(Stored items)

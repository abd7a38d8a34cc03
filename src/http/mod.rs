//! Request-side normalization.
//!
//! This module turns loosely shaped tool arguments and captured raw requests into the
//! canonical method/URL/headers/body pieces the executor sends. Nothing in here fails:
//! messy input yields an empty or partial result instead of an error.

mod headers;
mod params;
mod parser;

use indexmap::IndexMap;
use serde_json::Value;

pub use headers::{HeaderInput, normalize_headers};
pub use params::{ParamInput, normalize_params};
pub use parser::{RawRequest, parse_raw_request};

/// Header or query mapping, in insertion order. A repeated key keeps its first position
/// and takes the last value.
pub type FieldMap = IndexMap<String, String>;

/// Render a JSON value the way it should appear in a header or query string.
fn value_to_field(value: Value) -> String {
    match value {
        Value::String(s) => s,
        Value::Null => String::new(),
        other => other.to_string(),
    }
}

/// Split `name: value` on the first colon and trim both sides.
fn split_field(line: &str) -> Option<(String, String)> {
    line.split_once(':')
        .map(|(name, value)| (name.trim().to_owned(), value.trim().to_owned()))
}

* ABOUT THIS EXERCISE: All lines in the preceding records that hold the word "first" need to be copied.

* ANSWER FOR THE TASK:
/// Header or query mapping, in insertion order. A repeated key keeps its first position
/// Split `name: value` on the first colon and trim both sides.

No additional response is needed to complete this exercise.